§ WHAT THE TASK REQUIRES:
Every line containing the string "object" should be returned from the records.

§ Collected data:
══════

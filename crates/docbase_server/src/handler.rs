//! Request handling for document operations.
//!
//! The handler sits between a routing shell and the engine. Each
//! method takes the already-extracted pieces of a request (tenant,
//! collection, body, query parameters) and returns engine data or a
//! classified [`ServerError`](crate::ServerError). HTTP framing,
//! content negotiation, and response encoding stay in the shell.

use crate::error::{ServerError, ServerResult};
use crate::query::{parse_filters, parse_json_filters, parse_query, parse_select};
use docbase_core::{
    BulkResult, CollectionSchema, Document, DocumentStore, EngineStats, InsertOptions, TenantId,
};
use serde_json::Value;
use std::sync::Arc;

/// Stateless request handler over a shared document store.
#[derive(Debug, Clone)]
pub struct RequestHandler {
    store: Arc<DocumentStore>,
}

impl RequestHandler {
    /// Creates a handler over the given store.
    #[must_use]
    pub fn new(store: Arc<DocumentStore>) -> Self {
        Self { store }
    }

    /// Returns the underlying store.
    #[must_use]
    pub fn store(&self) -> &Arc<DocumentStore> {
        &self.store
    }

    /// Inserts a document.
    ///
    /// Recognized parameters: `key` fixes the document key, `unique`
    /// names comma-separated fields that must not collide with stored
    /// documents.
    ///
    /// # Errors
    ///
    /// Returns the engine's classification for malformed bodies,
    /// schema violations, and key or uniqueness conflicts.
    pub fn insert(
        &self,
        tenant: &TenantId,
        collection: &str,
        body: Value,
        params: &[(String, String)],
    ) -> ServerResult<Document> {
        let options = insert_options(params);
        Ok(self.store.insert(tenant, collection, body, &options)?)
    }

    /// Inserts a batch of documents, reporting per-document outcomes.
    ///
    /// # Errors
    ///
    /// Returns `InvalidRequest` if the body is not a JSON array.
    /// Individual document failures are carried in the result, not
    /// returned as errors.
    pub fn insert_bulk(
        &self,
        tenant: &TenantId,
        collection: &str,
        body: Value,
        params: &[(String, String)],
    ) -> ServerResult<BulkResult> {
        let Value::Array(values) = body else {
            return Err(ServerError::invalid_request("bulk insert expects a JSON array"));
        };
        let options = insert_options(params);
        Ok(self.store.insert_bulk(tenant, collection, values, &options)?)
    }

    /// Fetches a document by key.
    ///
    /// A `select` parameter projects the result to the named fields.
    ///
    /// # Errors
    ///
    /// Returns `NotFound` via the engine if the key does not exist.
    pub fn get(
        &self,
        tenant: &TenantId,
        collection: &str,
        key: &str,
        params: &[(String, String)],
    ) -> ServerResult<Document> {
        let select = select_fields(params);
        Ok(self.store.get(tenant, collection, key, select.as_deref())?)
    }

    /// Runs a filtered, sorted, paginated find.
    ///
    /// # Errors
    ///
    /// Returns `InvalidRequest` for an unparseable query grammar and
    /// engine errors from the scan.
    pub fn find(
        &self,
        tenant: &TenantId,
        collection: &str,
        params: &[(String, String)],
    ) -> ServerResult<Vec<Document>> {
        let query = parse_query(params)?;
        Ok(self.store.find(tenant, collection, &query)?)
    }

    /// Counts documents matching the filters.
    ///
    /// With a body the filters come from its JSON object (`$op`
    /// grammar); otherwise the flat `filter[...]` parameters apply.
    ///
    /// # Errors
    ///
    /// Returns `InvalidRequest` for an unparseable filter shape.
    pub fn count(
        &self,
        tenant: &TenantId,
        collection: &str,
        params: &[(String, String)],
        body: Option<&Value>,
    ) -> ServerResult<usize> {
        let filters = match body {
            Some(value) => parse_json_filters(value)?,
            None => parse_filters(params)?,
        };
        Ok(self.store.count(tenant, collection, &filters)?)
    }

    /// Applies a merge patch to a document.
    ///
    /// # Errors
    ///
    /// Returns the engine's classification for a missing key, a
    /// non-object patch, or a schema violation after patching.
    pub fn update(
        &self,
        tenant: &TenantId,
        collection: &str,
        key: &str,
        body: Value,
    ) -> ServerResult<Document> {
        Ok(self.store.update(tenant, collection, key, body)?)
    }

    /// Deletes a document, returning its final state.
    ///
    /// # Errors
    ///
    /// Returns `NotFound` via the engine if the key does not exist.
    pub fn delete(&self, tenant: &TenantId, collection: &str, key: &str) -> ServerResult<Document> {
        Ok(self.store.delete(tenant, collection, key)?)
    }

    /// Registers or replaces a collection schema.
    ///
    /// # Errors
    ///
    /// Returns `InvalidRequest` if the body is not a valid schema
    /// definition.
    pub fn set_schema(&self, tenant: &TenantId, collection: &str, body: Value) -> ServerResult<()> {
        let schema: CollectionSchema = serde_json::from_value(body)
            .map_err(|e| ServerError::invalid_request(format!("invalid schema: {e}")))?;
        self.store.set_schema(tenant, collection, schema);
        Ok(())
    }

    /// Returns the registered schema for a collection, if any.
    #[must_use]
    pub fn schema(&self, tenant: &TenantId, collection: &str) -> Option<CollectionSchema> {
        self.store.schema(tenant, collection)
    }

    /// Lists the collections a tenant has written to.
    ///
    /// # Errors
    ///
    /// Returns engine errors from the keyspace enumeration.
    pub fn list_collections(&self, tenant: &TenantId) -> ServerResult<Vec<String>> {
        Ok(self.store.list_collections(tenant)?)
    }

    /// Returns engine-wide counters.
    #[must_use]
    pub fn stats(&self) -> EngineStats {
        self.store.stats()
    }
}

fn insert_options(params: &[(String, String)]) -> InsertOptions {
    let mut options = InsertOptions::new();
    for (key, value) in params {
        match key.as_str() {
            "key" => options = options.key(value.clone()),
            "unique" => {
                for field in parse_select(value) {
                    options = options.unique(field);
                }
            }
            _ => {}
        }
    }
    options
}

fn select_fields(params: &[(String, String)]) -> Option<Vec<String>> {
    params
        .iter()
        .find(|(key, _)| key == "select")
        .map(|(_, value)| parse_select(value))
}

══════

§ YOUR RESPONSE:
    /// With a body the filters come from its JSON object (`$op`
    /// non-object patch, or a schema violation after patching.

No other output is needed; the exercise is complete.